Otto’s is a young fogey of a French restaurant which, in restaurant years, should only be at primary school, but already feels rather tweedy, historic and part of the furniture. Perhaps this is because the whole place harks back to a bygone era of hospitality, or Otto’s personal way with customers, or simply the classic, reliable food.
Located on a rather dull stretch of the Gray’s Inn Road, that porous border between Clerkenwell and Bloomsbury, you could easily go past this place without even realising. Its unassuming exterior belies the kitsch and slightly eccentric interior therein. Arriving on a cold winter’s evening, my colleague and I were greeted by the eponymous hero himself. He was keen to take our aperitif order and settle us in. Otto is the Pictionary definition of a maitre d’: he makes sure everyone is being looked after whilst simultaneously attending to those who pre-ordered the pressed duck experience (more on which below). Like any good captain of a ship, he keeps a beady eye on everything, whips his staff into action and gets his sleeves rolled up for the trickier manoeuvres.

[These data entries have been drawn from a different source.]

//! tincd process lifecycle management.
//!
//! - [`supervisor`] — launch, restart-on-death, bounded graceful shutdown
//! - [`probe`] — daemon version probe and old-instance PID lookup
//! - [`preflight`] — root / TUN device checks before anything touches
//!   the system
//! - [`error`] — [`SupervisorError`]

pub mod error;
pub mod preflight;
pub mod probe;
pub mod supervisor;

pub use error::SupervisorError;
pub use supervisor::{Supervisor, SupervisorState};
//! Mode-aware artifact writer.
//!
//! ## Write protocol
//!
//! 1. Ensure the parent directory exists.
//! 2. Write to a `.tincherd.tmp` sibling.
//! 3. chmod the tmp file to the artifact mode.
//! 4. Rename to the final path (atomic on POSIX).
//!
//! There is no content diffing: every run regenerates and overwrites the
//! full artifact set, so convergence is idempotent rather than
//! incremental.

use std::fs;
use std::path::{Path, PathBuf};

use crate::error::{io_err, GenError};

/// Write `content` to `path` with the given mode, atomically.
pub fn write_contents(path: &Path, content: &str, mode: u32) -> Result<(), GenError> {
    let tmp = PathBuf::from(format!("{}.tincherd.tmp", path.display()));

    if let Some(parent) = path.parent() {
        fs::create_dir_all(parent).map_err(|e| io_err(parent, e))?;
    }
    fs::write(&tmp, content).map_err(|e| io_err(&tmp, e))?;
    set_mode(&tmp, mode)?;

    // The target may be a symlink left by local-override mode; rename
    // replaces it either way, but never follows it.
    if let Err(e) = fs::rename(&tmp, path) {
        let _ = fs::remove_file(&tmp);
        return Err(io_err(path, e));
    }
    tracing::debug!(path = %path.display(), mode = format_args!("{mode:o}"), "wrote artifact");
    Ok(())
}

/// Write `dir/<name>` after validating that `name` cannot escape `dir`.
///
/// Peer names originate from a remote, semi-trusted registry; anything
/// that is not a plain file name is rejected outright rather than
/// sanitized.
pub fn write_contents_safe(
    dir: &Path,
    name: &str,
    content: &str,
    mode: u32,
) -> Result<(), GenError> {
    check_safe_name(name)?;
    write_contents(&dir.join(name), content, mode)
}

/// Reject names with path separators, traversal sequences, or NULs.
pub fn check_safe_name(name: &str) -> Result<(), GenError> {
    let unsafe_name = name.is_empty()
        || name == "."
        || name.contains("..")
        || name.contains('/')
        || name.contains('\\')
        || name.contains('\0');
    if unsafe_name {
        return Err(GenError::UnsafeName {
            name: name.to_string(),
        });
    }
    Ok(())
}

/// Remove `path` and, when an executable `<path>.local` exists, symlink
/// it into place. This is the defined fallback for the subnet scripts
/// when dynamic routes are off: the daemon can still invoke site-local
/// logic even though we generate nothing ourselves.
pub fn install_local_override(path: &Path) -> Result<(), GenError> {
    match fs::remove_file(path) {
        Ok(()) => {}
        Err(e) if e.kind() == std::io::ErrorKind::NotFound => {}
        Err(e) => return Err(io_err(path, e)),
    }

    let local = PathBuf::from(format!("{}.local", path.display()));
    if is_executable(&local) {
        tracing::debug!(
            target_path = %path.display(),
            local = %local.display(),
            "linking site-local override",
        );
        std::os::unix::fs::symlink(&local, path).map_err(|e| io_err(path, e))?;
    }
    Ok(())
}

fn is_executable(path: &Path) -> bool {
    use std::os::unix::fs::PermissionsExt;
    fs::metadata(path)
        .map(|m| m.is_file() && m.permissions().mode() & 0o111 != 0)
        .unwrap_or(false)
}

fn set_mode(path: &Path, mode: u32) -> Result<(), GenError> {
    use std::os::unix::fs::PermissionsExt;
    fs::set_permissions(path, fs::Permissions::from_mode(mode)).map_err(|e| io_err(path, e))
}
//! Per-peer host descriptor generation.
//!
//! Host files are generated unconditionally for every registry entry —
//! exclusion and the hidden flag only affect `ConnectTo=` emission, so a
//! node we never dial can still dial us and be authenticated.

use std::fmt::Write;

use tincherd_core::types::PeerDescriptor;

use crate::error::GenError;
use crate::{
    or_default, yes_no, GENERATED_HEADER, TINC_DEFAULT_CIPHER, TINC_DEFAULT_COMPRESSION,
    TINC_DEFAULT_DIGEST, TINC_DEFAULT_PORT,
};

/// Generate the contents of `hosts/<name>` for one peer.
pub fn generate(peer: &PeerDescriptor) -> Result<String, GenError> {
    let mut out = String::new();
    out.push_str(GENERATED_HEADER);

    if !peer.gatewayhost.is_empty() {
        writeln!(out, "Address={}", peer.gatewayhost)?;
    }

    writeln!(out, "Cipher={}", or_default(&peer.cipher, TINC_DEFAULT_CIPHER))?;
    writeln!(
        out,
        "Compression={}",
        or_default(&peer.compression, TINC_DEFAULT_COMPRESSION)
    )?;
    writeln!(out, "Digest={}", or_default(&peer.digest, TINC_DEFAULT_DIGEST))?;
    writeln!(out, "IndirectData={}", yes_no(peer.indirectdata))?;
    writeln!(out, "Port={}", or_default(&peer.port, TINC_DEFAULT_PORT))?;

    // Subnets verbatim, weights included: tincd parses the weight itself.
    for subnet in &peer.subnets {
        writeln!(out, "Subnet={subnet}")?;
    }
    for subnet in &peer.subnets6 {
        writeln!(out, "Subnet={subnet}")?;
    }

    writeln!(out, "TCPonly={}", yes_no(peer.use_tcp_only))?;
    writeln!(out, "{}", peer.key)?;

    Ok(out)
}

#[cfg(test)]
mod tests {
    use super::*;
    use tincherd_core::types::PeerName;

    fn full_peer() -> PeerDescriptor {
        PeerDescriptor {
            name: PeerName::from("alice"),
            gatewayhost: "vpn.alice.example".to_string(),
            port: "656".to_string(),
            cipher: "aes-256-cbc".to_string(),
            compression: "9".to_string(),
            digest: "sha256".to_string(),
            indirectdata: true,
            use_tcp_only: true,
            subnets: vec!["10.0.1.0/24".to_string(), "10.0.7.0/24#500".to_string()],
            subnets6: vec!["fd23:42:1::/48".to_string()],
            key: "-----BEGIN RSA PUBLIC KEY-----\nAAAA\n-----END RSA PUBLIC KEY-----".to_string(),
            ..Default::default()
        }
    }

    #[test]
    fn full_peer_renders_every_field() {
        let text = generate(&full_peer()).expect("generate");
        assert_eq!(
            text,
            "# this is an autogenerated file - do not edit!\n\n\
             Address=vpn.alice.example\n\
             Cipher=aes-256-cbc\n\
             Compression=9\n\
             Digest=sha256\n\
             IndirectData=yes\n\
             Port=656\n\
             Subnet=10.0.1.0/24\n\
             Subnet=10.0.7.0/24#500\n\
             Subnet=fd23:42:1::/48\n\
             TCPonly=yes\n\
             -----BEGIN RSA PUBLIC KEY-----\nAAAA\n-----END RSA PUBLIC KEY-----\n"
        );
    }

    #[test]
    fn empty_fields_fall_back_to_defaults() {
        let peer = PeerDescriptor {
            name: PeerName::from("bob"),
            key: "KEYBLOB".to_string(),
            ..Default::default()
        };
        let text = generate(&peer).expect("generate");
        assert!(!text.contains("Address="), "no gateway host, no Address line");
        assert!(text.contains("Cipher=blowfish\n"));
        assert!(text.contains("Compression=0\n"));
        assert!(text.contains("Digest=sha1\n"));
        assert!(text.contains("IndirectData=no\n"));
        assert!(text.contains("Port=655\n"));
        assert!(text.contains("TCPonly=no\n"));
        assert!(text.ends_with("KEYBLOB\n"));
    }

    #[test]
    fn subnet_weights_are_kept_verbatim() {
        let text = generate(&full_peer()).expect("generate");
        assert!(text.contains("Subnet=10.0.7.0/24#500\n"));
    }
}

there are no gimmicky or flamboyant touches here, which, in this current world of foams, smears and tears, is actually a blessed relief
The food is unashamedly old-school – there are no gimmicky or flamboyant touches here, which, in this current world of foams, smears and tears, is actually a blessed relief. My salmon starter was just a plate of salmon, carved at the table – no particular flair but sometimes that’s exactly what you want. My steak Rossini came with the requisite piece of foie gras and a wonderful, glistening jus. Apart from the steak being just a shade north of the requested cuisson, the dish was executed well. My colleague’s venison was rich and hearty, blowing away those wintry cobwebs. Really, what more do you want? To give full disclosure though, this is a meat-oriented place: if you’re of a vegetal persuasion, you will struggle with the menu.
Otto is the Pictionary definition of a maitre d’
Of course, one of the main attractions here is the canard a la presse, which you have to order a couple of centuries in advance (there is also the homard a la presse and the poulet Bresse). The pressed duck is a 19th century creation, a speciality of La Tour d’Argent, which was brought to London by Auguste Escoffier. Today, Otto’s is possibly one of the only places left that maintains the tradition. It’s quite something to watch, as the dead duck is placed in a contraption that squeezes every last drop of blood and marrow out of the once sentient being to create sauces, and then the duck itself is roasted. In the meantime, a starter of duck liver on brioche is served, then later the duck breast and duck leg. This is certainly an experience, but not something you can do every day (lest you risk a bout of gout): there’s a lot of sitting around waiting and after the third course of duck you do run the risk of duck fatigue. But, if Otto was Basil Fawlty he would say “well, if you don’t like duck you’re rather stuck.”
As you would expect, being merely metres away from Gray’s Inn and Bloomsbury, the clientele seem to be mostly lawyers, writers or bon vivants. On the next table it was obvious a burnt-out barrister was entertaining her clients, while on another table was a solo diner – either a divorce lawyer, or a divorcee, or a combination of the two – nursing a whole bottle of Claret to himself whilst watching films on his laptop. This makes for a rather odd and Pinteresque ambience but nothing about Otto’s is normal really.
It may not be a perfect experience (gastronomically) but that’s not the point. It’s worth going for the hospitality, kitsch value and the food theatre – and knowing that there’s nowhere quite like it in London.